Carolyn Fiona Labey is a Jersey politician who was first sworn in as a Deputy for Grouville on 12 December 2002. She was re-elected as Deputy in 2005, 2008 and 2011.

She is Assistant Minister for Economic Development and Assistant Minister for Planning and Environment.

== Early and personal life ==
She was born into a farming family. Her father died when she was 11. She was educated in Jersey and in Paris, France.

Labey owns three fields in Jersey: fields G403C, G403D and G432A.

==Political career==
Labey was first elected as a Deputy in the parish of Grouville, in the Jersey general election of 2002 with 774 votes. She stood against one other candidate, Patricia Anne Picot, who achieved 397 votes.

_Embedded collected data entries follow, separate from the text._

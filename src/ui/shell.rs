use anyhow::Result;

use crate::{
    domain::helpdesk_state::HelpdeskState,
    usecases::{
        context::AppContext,
        contracts::{AppEventSource, ShellOrchestrator},
    },
};

use super::{terminal::TerminalSession, view};

pub fn start(
    context: &AppContext,
    event_source: &mut dyn AppEventSource,
    orchestrator: &mut dyn ShellOrchestrator,
) -> Result<()> {
    tracing::info!(
        log_level = %context.config.logging.level,
        endpoint = %context.client.endpoint(),
        "starting helpdesk TUI"
    );

    let mut terminal = TerminalSession::new()?;
    run_loop(event_source, orchestrator, |state| {
        terminal.draw(|frame| view::render(frame, state))
    })?;

    tracing::info!(
        in_flight = orchestrator.state().in_flight(),
        "helpdesk TUI stopped"
    );
    Ok(())
}

fn run_loop<F>(
    event_source: &mut dyn AppEventSource,
    orchestrator: &mut dyn ShellOrchestrator,
    mut draw: F,
) -> Result<()>
where
    F: FnMut(&mut HelpdeskState) -> Result<()>,
{
    while orchestrator.state().is_running() {
        draw(orchestrator.state_mut())?;

        if let Some(event) = event_source.next_event()? {
            orchestrator.handle_event(event)?;
        }
    }

    Ok(())
}
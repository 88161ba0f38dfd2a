mod app;
mod backend;
mod cli;
mod domain;
mod infra;
#[cfg(test)]
mod test_support;
mod ui;
mod usecases;

use std::process::ExitCode;

use anyhow::Result;
use clap::Parser;

fn main() -> Result<ExitCode> {
    let cli = cli::Cli::parse();
    app::run(cli)
}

She was previously Minister for International Development and Chair of the Jersey Overseas Aid Commission and of the Executive Committee of the Jersey Branch of the Commonwealth Parliamentary Association. During her time as Minister for International Development, she worked on a project linking Jersey and Rwanda. The project raised Jersey cows in Rwanda to produce milk and facilitated the Girinka programme. For the 2022 Jersey general election, the post of senator was discontinued and voting boundaries changed Grouville into a parish. This changed her from being the sole Deputy of Grouville to three representatives split between areas, with the East District covering Grouville and St. Martin.

She supported Ukraine during the Russian invasion of Ukraine, saying Ukrainian people had demonstrated resilience and said Jersey would support the people of Ukraine. She also visited the east of Poland afterwards and met with refugees in the area.